View the Anderson Forecast presentation, including a keynote address by Mary C. Daly, president of the Federal Reserve Bank of San Francisco.
Associate Professor of Urban Planning Veronica Terriquez co-authored an article in the Conversation explaining what white privilege is and why understanding the concept is important. White privilege is both the obvious and hidden advantages afforded to white people by systemic forms of racial injustice, the authors wrote. The police killing of George Floyd in 2021 ignited a wave of protests across the globe and intense discussions of anti-Black racism, including the concept of white privilege.
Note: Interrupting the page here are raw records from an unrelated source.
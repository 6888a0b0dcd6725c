//! Entry domain model.
//!
//! # Responsibility
//! - Define the canonical trigger -> payload record.
//! - Provide draft validation used by create/update paths.
//!
//! # Invariants
//! - `id` is stable and never reused for another entry.
//! - Duplicate triggers are legal; ranking resolves them.

use serde::de::{self, Deserializer, Visitor};
use serde::{Deserialize, Serialize};
use std::error::Error;
use std::fmt::{Display, Formatter};
use uuid::Uuid;

/// Opaque entry identifier.
///
/// Kept as a plain string so identifiers from older exports (numeric or
/// hand-written) survive an import unchanged.
pub type EntryId = String;

/// Ordered entry sequence. Insertion order doubles as ranking tie-break.
pub type Collection = Vec<Entry>;

/// One trigger -> payload record managed by the store.
#[derive(Debug, Clone, PartialEq, Eq, Serialize, Deserialize)]
pub struct Entry {
    /// Empty only while an imported record without an id is being decoded.
    #[serde(default, deserialize_with = "deserialize_entry_id")]
    pub id: EntryId,
    #[serde(default, deserialize_with = "deserialize_text")]
    pub title: String,
    /// Secondary display text; empty when unset.
    #[serde(default, deserialize_with = "deserialize_text")]
    pub subtitle: String,
    #[serde(default, deserialize_with = "deserialize_text")]
    pub trigger: String,
    /// Payload copied to the clipboard on commit. May be empty.
    #[serde(default, deserialize_with = "deserialize_text")]
    pub data: String,
}

impl Entry {
    /// Creates an entry from a draft with a freshly generated id.
    ///
    /// Does not validate; callers commit through `ItemStore::add`.
    pub fn new(draft: EntryDraft) -> Self {
        Self::with_id(Uuid::new_v4().to_string(), draft)
    }

    /// Creates an entry with a caller-provided id.
    pub fn with_id(id: impl Into<EntryId>, draft: EntryDraft) -> Self {
        Self {
            id: id.into(),
            title: draft.title,
            subtitle: draft.subtitle,
            trigger: draft.trigger,
            data: draft.data,
        }
    }

    /// Overwrites every editable field, keeping `id` unchanged.
    pub fn apply(&mut self, draft: EntryDraft) {
        self.title = draft.title;
        self.subtitle = draft.subtitle;
        self.trigger = draft.trigger;
        self.data = draft.data;
    }

    /// Returns the editable fields as a draft.
    pub fn to_draft(&self) -> EntryDraft {
        EntryDraft {
            title: self.title.clone(),
            subtitle: self.subtitle.clone(),
            trigger: self.trigger.clone(),
            data: self.data.clone(),
        }
    }
}

/// Caller-editable entry fields for create and update.
#[derive(Debug, Clone, Default, PartialEq, Eq)]
pub struct EntryDraft {
    pub title: String,
    pub subtitle: String,
    pub trigger: String,
    pub data: String,
}

impl EntryDraft {
    pub fn new(trigger: impl Into<String>, title: impl Into<String>) -> Self {
        Self {
            trigger: trigger.into(),
            title: title.into(),
            ..Self::default()
        }
    }

    pub fn subtitle(mut self, subtitle: impl Into<String>) -> Self {
        self.subtitle = subtitle.into();
        self
    }

    pub fn data(mut self, data: impl Into<String>) -> Self {
        self.data = data.into();
        self
    }

    /// Validates required fields before a store mutation.
    ///
    /// # Errors
    /// - `EmptyTitle` when `title` is blank.
    /// - `EmptyTrigger` when `trigger` is blank.
    pub fn validate(&self) -> Result<(), EntryValidationError> {
        if self.title.trim().is_empty() {
            return Err(EntryValidationError::EmptyTitle);
        }
        if self.trigger.trim().is_empty() {
            return Err(EntryValidationError::EmptyTrigger);
        }
        Ok(())
    }
}

/// Required-field violations on create/update.
#[derive(Debug, Clone, Copy, PartialEq, Eq)]
pub enum EntryValidationError {
    EmptyTitle,
    EmptyTrigger,
}

impl Display for EntryValidationError {
    fn fmt(&self, f: &mut Formatter<'_>) -> std::fmt::Result {
        match self {
            Self::EmptyTitle => write!(f, "entry title must not be empty"),
            Self::EmptyTrigger => write!(f, "entry trigger must not be empty"),
        }
    }
}

impl Error for EntryValidationError {}

/// Treats `null` text fields as empty strings.
fn deserialize_text<'de, D>(deserializer: D) -> Result<String, D::Error>
where
    D: Deserializer<'de>,
{
    Ok(Option::<String>::deserialize(deserializer)?.unwrap_or_default())
}

fn deserialize_entry_id<'de, D>(deserializer: D) -> Result<EntryId, D::Error>
where
    D: Deserializer<'de>,
{
    struct EntryIdVisitor;

    impl Visitor<'_> for EntryIdVisitor {
        type Value = EntryId;

        fn expecting(&self, f: &mut Formatter<'_>) -> std::fmt::Result {
            write!(f, "a string or integer entry id")
        }

        fn visit_str<E: de::Error>(self, value: &str) -> Result<Self::Value, E> {
            Ok(value.to_string())
        }

        fn visit_string<E: de::Error>(self, value: String) -> Result<Self::Value, E> {
            Ok(value)
        }

        fn visit_u64<E: de::Error>(self, value: u64) -> Result<Self::Value, E> {
            Ok(value.to_string())
        }

        fn visit_i64<E: de::Error>(self, value: i64) -> Result<Self::Value, E> {
            Ok(value.to_string())
        }

        fn visit_unit<E: de::Error>(self) -> Result<Self::Value, E> {
            Ok(EntryId::new())
        }
    }

    deserializer.deserialize_any(EntryIdVisitor)
}

#[cfg(test)]
mod tests {
    use super::{Entry, EntryDraft, EntryValidationError};

    #[test]
    fn validate_rejects_blank_title_and_trigger() {
        let err = EntryDraft::new("sig", "  ").validate().unwrap_err();
        assert_eq!(err, EntryValidationError::EmptyTitle);

        let err = EntryDraft::new("", "Signature").validate().unwrap_err();
        assert_eq!(err, EntryValidationError::EmptyTrigger);

        EntryDraft::new("sig", "Signature").validate().unwrap();
    }

    #[test]
    fn null_text_fields_decode_as_empty() {
        let entry: Entry = serde_json::from_str(
            r#"{"id":7,"title":null,"trigger":"t","subtitle":null,"data":null}"#,
        )
        .unwrap();
        assert_eq!(entry.id, "7");
        assert_eq!(entry.title, "");
        assert_eq!(entry.subtitle, "");
        assert_eq!(entry.data, "");
    }

    #[test]
    fn missing_or_null_id_decodes_as_empty() {
        let entry: Entry = serde_json::from_str(r#"{"title":"A","trigger":"a"}"#).unwrap();
        assert!(entry.id.is_empty());
        let entry: Entry = serde_json::from_str(r#"{"id":null,"title":"A"}"#).unwrap();
        assert!(entry.id.is_empty());
    }

    #[test]
    fn new_entries_get_distinct_ids() {
        let a = Entry::new(EntryDraft::new("a", "A"));
        let b = Entry::new(EntryDraft::new("a", "A"));
        assert_ne!(a.id, b.id);
    }

    #[test]
    fn apply_keeps_id() {
        let mut entry = Entry::with_id("42", EntryDraft::new("old", "Old"));
        entry.apply(EntryDraft::new("new", "New").data("payload"));
        assert_eq!(entry.id, "42");
        assert_eq!(entry.trigger, "new");
        assert_eq!(entry.data, "payload");
    }

    #[test]
    fn deserialize_accepts_numeric_id_and_missing_optional_fields() {
        let entry: Entry =
            serde_json::from_str(r#"{"id": 1700000000000, "title": "T", "trigger": "t"}"#)
                .unwrap();
        assert_eq!(entry.id, "1700000000000");
        assert_eq!(entry.subtitle, "");
        assert_eq!(entry.data, "");
    }
}
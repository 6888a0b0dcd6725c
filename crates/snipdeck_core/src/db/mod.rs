//! SQLite bootstrap for the key-value backing table.
//!
//! # Invariants
//! - Schema version lives in `PRAGMA user_version`.
//! - A connection is handed out only after migrations succeed.

use std::error::Error;
use std::fmt::{Display, Formatter};
use std::path::PathBuf;

pub mod migrations;
mod open;

pub use open::{open_db, open_db_in_memory};

pub type DbResult<T> = Result<T, DbError>;

#[derive(Debug)]
pub enum DbError {
    Sqlite(rusqlite::Error),
    /// Parent directory of the database file could not be created.
    CreateDir {
        path: PathBuf,
        source: std::io::Error,
    },
    /// File was migrated by a newer build; opening it would risk data loss.
    SchemaTooNew { found: u32, supported: u32 },
}

impl Display for DbError {
    fn fmt(&self, f: &mut Formatter<'_>) -> std::fmt::Result {
        match self {
            Self::Sqlite(err) => write!(f, "sqlite: {err}"),
            Self::CreateDir { path, source } => {
                write!(f, "cannot create {}: {source}", path.display())
            }
            Self::SchemaTooNew { found, supported } => {
                write!(f, "store schema v{found} is newer than this build (v{supported})")
            }
        }
    }
}

impl Error for DbError {
    fn source(&self) -> Option<&(dyn Error + 'static)> {
        match self {
            Self::Sqlite(err) => Some(err),
            Self::CreateDir { source, .. } => Some(source),
            Self::SchemaTooNew { .. } => None,
        }
    }
}

impl From<rusqlite::Error> for DbError {
    fn from(value: rusqlite::Error) -> Self {
        Self::Sqlite(value)
    }
}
The authors noted that “unpacking how whiteness operates to bestow privilege may allow us to understand how ‘others’ are systematically denied those same rights.” Critics have argued that “white privilege” is a term that “reinforces stereotypes, reifies conceptualisations of race, antagonises potential allies and creates even greater resistance to change.” However, Terriquez and her co-authors described the term as an important tool for advocacy to critique systemic racism and global anti-Blackness.